Friday, March 19 2021
Starting at Lloyd’s Register as the Collections Assistant in the middle of a pandemic has been a strange experience as I’m unable to catalogue physical documents, which is a major part of my role. What I have been able to do from home is enhance and improve digital records that already exist. And what sorts of improvements am I carrying out you may ask? Well it has involved drawing upon skills that I haven’t used in a little while- my foreign languages!
When the staff at HEC discovered that I’d completed a BA in German and Russian prior to my Museum Studies MA, they set me to work unlocking the secrets of LR’s foreign language documents- a task which, while incredibly daunting, has resulted in some fascinating finds and has made me feel a bit like an archival detective. So, in the spirit of sharing stories from the archive, I’ve been writing a short series of blogs on my experience cataloguing and translating LR’s German and Russian archival material. I hope you enjoy this first installment on the most challenging document I’ve catalogued (so far)!
LRF-PUN-009235-009242-0223-C was the first document I came across that made me wish I’d paid more attention in my final year German translation classes. LRF-PUN-009235-009242-0223-C is the reference code for an anchor test certificate from 1943 carried out by Germanischer Lloyd for a ship named Omsk. Omsk was built in Copenhagen by shipbuilders Burmeister & Wain, which launched in 1944 after extensive testing (as this certificate indicates).
This document was very time consuming to translate properly. At first, I tried translating it using the classic combination of a German dictionary and online translation tools (not Google translate, I promise). But it was so laden with technical vocabulary, like “resonance test” and various anchor parts, that it got to the point where I didn’t actually understand the English words that were coming out the other end! There was only one thing for it. It was time to consult H. Paasch’s From Keel to Truck: A Marine Dictionary in English, French and German, a book that’s more interesting than you might first think! Luckily there’s a whole section just on anchors so I was able to find out what the proper English term for “Ankerschaft” is and which part of an anchor that actually is (riveting stuff, I know)!

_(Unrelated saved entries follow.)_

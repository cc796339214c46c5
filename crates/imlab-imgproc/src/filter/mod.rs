//! Filter operations
//!
//! This module provides the 2D correlation primitive and the filters built on it.

/// Filter kernels
pub mod kernels;
pub use kernels::Kernel;

/// Generic 2D convolution
mod convolution;
pub use convolution::*;

/// Filter operations
mod ops;
pub use ops::*;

Once I’d tapped into this document’s secrets, I discovered that it included thrilling tales of drop tests, resonance tests, stretching and bending, and by the time I’d finished the translation it felt like my brain had undergone some stretching and bending of its own. I think the last time I’d seen terms like “material strength” and “resonance” was during my AS Physics exams 9 years ago! Despite its difficulty, it was very satisfying to unlock the document’s secrets and learn about the more technical side of what goes on during the production and testing of ship accessories. Cataloguing and translating this particular certificate also helped me to pick up some really useful technical and bureaucratic lingo that tends to pop up and repeat itself in other test certificates, so all’s well that ends well!